──────── Records for this exercise ────────
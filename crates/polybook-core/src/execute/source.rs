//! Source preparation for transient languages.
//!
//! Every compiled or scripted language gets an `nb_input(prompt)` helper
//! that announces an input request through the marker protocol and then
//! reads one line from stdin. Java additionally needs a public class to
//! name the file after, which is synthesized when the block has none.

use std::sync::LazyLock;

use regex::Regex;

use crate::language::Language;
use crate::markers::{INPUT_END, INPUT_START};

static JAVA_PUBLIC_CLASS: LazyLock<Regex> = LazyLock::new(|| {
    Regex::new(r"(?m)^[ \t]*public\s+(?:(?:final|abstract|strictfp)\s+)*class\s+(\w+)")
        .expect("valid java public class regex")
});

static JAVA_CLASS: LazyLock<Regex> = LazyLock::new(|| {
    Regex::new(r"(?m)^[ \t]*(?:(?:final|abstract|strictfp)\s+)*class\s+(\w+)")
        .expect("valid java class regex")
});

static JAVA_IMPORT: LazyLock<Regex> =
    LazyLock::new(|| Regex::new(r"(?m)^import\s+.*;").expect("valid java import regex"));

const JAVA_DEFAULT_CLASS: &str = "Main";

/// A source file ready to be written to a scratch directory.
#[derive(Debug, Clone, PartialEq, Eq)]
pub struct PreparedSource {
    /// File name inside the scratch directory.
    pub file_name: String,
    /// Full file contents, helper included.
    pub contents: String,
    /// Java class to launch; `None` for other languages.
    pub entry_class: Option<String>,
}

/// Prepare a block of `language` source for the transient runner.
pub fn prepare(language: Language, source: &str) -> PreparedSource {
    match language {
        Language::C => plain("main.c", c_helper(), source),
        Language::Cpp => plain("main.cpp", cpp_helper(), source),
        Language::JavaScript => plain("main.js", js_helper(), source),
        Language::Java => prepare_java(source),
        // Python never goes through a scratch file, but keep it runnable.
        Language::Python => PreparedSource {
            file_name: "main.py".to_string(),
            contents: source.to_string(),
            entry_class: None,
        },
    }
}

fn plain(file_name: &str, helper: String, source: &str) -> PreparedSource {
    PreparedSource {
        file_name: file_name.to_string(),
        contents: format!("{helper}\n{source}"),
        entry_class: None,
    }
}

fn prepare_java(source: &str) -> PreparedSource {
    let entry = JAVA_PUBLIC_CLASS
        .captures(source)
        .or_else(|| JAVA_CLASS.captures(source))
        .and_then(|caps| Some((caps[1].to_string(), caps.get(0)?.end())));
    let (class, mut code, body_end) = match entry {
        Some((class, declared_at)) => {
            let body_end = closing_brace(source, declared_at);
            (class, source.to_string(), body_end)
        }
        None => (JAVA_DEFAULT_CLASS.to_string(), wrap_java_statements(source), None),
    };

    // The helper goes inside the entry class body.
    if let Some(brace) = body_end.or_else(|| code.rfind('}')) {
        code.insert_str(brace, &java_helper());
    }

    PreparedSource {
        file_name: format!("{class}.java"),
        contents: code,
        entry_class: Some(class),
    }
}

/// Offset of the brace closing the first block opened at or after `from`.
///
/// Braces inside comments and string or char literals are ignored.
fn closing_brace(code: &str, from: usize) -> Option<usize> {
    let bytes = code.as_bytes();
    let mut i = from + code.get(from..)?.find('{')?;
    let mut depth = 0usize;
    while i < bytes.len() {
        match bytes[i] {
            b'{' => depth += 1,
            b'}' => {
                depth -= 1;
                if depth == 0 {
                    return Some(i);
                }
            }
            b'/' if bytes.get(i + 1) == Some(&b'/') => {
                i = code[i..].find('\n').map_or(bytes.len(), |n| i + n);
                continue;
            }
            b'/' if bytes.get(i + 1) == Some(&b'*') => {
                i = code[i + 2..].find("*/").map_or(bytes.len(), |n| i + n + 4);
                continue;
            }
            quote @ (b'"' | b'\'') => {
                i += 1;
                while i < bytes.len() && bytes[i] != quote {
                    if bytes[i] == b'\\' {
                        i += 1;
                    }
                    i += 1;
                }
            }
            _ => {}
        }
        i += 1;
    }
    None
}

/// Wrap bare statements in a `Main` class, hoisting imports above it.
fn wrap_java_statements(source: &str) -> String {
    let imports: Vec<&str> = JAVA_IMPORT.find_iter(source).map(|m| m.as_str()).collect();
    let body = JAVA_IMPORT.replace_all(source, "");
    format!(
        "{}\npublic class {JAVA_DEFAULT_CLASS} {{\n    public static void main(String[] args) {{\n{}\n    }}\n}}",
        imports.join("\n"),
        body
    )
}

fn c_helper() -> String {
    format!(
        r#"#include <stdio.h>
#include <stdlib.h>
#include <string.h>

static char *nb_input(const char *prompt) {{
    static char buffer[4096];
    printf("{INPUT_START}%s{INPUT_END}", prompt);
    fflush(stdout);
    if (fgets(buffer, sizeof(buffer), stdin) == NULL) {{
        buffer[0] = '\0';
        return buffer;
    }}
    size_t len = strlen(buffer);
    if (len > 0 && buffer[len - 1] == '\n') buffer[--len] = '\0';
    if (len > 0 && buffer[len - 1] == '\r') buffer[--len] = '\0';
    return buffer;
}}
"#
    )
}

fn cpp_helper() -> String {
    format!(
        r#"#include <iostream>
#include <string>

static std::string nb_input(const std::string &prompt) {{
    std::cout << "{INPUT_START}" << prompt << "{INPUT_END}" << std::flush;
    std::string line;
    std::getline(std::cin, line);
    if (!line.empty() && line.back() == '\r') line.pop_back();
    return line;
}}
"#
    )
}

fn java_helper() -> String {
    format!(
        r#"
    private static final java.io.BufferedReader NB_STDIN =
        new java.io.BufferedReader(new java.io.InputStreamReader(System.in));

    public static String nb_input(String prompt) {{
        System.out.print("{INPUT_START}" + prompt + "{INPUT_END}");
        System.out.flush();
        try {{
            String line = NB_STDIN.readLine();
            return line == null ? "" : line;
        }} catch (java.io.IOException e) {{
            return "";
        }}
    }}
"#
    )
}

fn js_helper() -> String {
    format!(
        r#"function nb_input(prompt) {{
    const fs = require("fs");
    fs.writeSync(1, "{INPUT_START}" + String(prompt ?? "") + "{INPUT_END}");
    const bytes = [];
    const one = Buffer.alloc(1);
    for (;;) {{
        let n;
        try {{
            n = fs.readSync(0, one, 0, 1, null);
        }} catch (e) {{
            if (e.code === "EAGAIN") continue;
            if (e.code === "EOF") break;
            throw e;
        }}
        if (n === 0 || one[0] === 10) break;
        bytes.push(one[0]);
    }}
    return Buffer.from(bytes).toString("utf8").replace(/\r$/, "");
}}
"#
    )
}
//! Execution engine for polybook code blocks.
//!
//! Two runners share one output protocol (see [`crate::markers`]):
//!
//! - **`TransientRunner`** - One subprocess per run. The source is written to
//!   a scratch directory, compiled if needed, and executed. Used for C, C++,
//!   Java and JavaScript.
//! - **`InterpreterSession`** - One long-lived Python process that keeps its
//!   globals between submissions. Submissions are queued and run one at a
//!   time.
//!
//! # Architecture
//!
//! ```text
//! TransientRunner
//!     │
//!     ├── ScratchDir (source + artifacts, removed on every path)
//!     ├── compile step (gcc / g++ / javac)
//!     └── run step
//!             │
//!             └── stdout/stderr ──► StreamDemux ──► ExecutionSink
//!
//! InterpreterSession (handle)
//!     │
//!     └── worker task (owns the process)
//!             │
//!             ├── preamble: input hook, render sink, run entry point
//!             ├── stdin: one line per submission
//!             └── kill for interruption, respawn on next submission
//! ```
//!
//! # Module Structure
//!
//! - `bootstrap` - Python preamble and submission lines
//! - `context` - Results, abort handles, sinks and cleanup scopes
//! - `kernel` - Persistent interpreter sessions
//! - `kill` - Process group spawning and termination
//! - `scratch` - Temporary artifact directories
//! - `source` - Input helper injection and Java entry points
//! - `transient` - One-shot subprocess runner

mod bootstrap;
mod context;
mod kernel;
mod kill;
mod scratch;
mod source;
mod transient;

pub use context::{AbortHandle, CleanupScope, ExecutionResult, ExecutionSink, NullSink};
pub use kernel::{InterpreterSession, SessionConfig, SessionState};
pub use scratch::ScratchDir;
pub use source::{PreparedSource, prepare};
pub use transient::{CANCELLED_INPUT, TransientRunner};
────────
*Exercise instructions:*
After counting the lines above that include the word "quote", give only the number.

*Written answer:*
2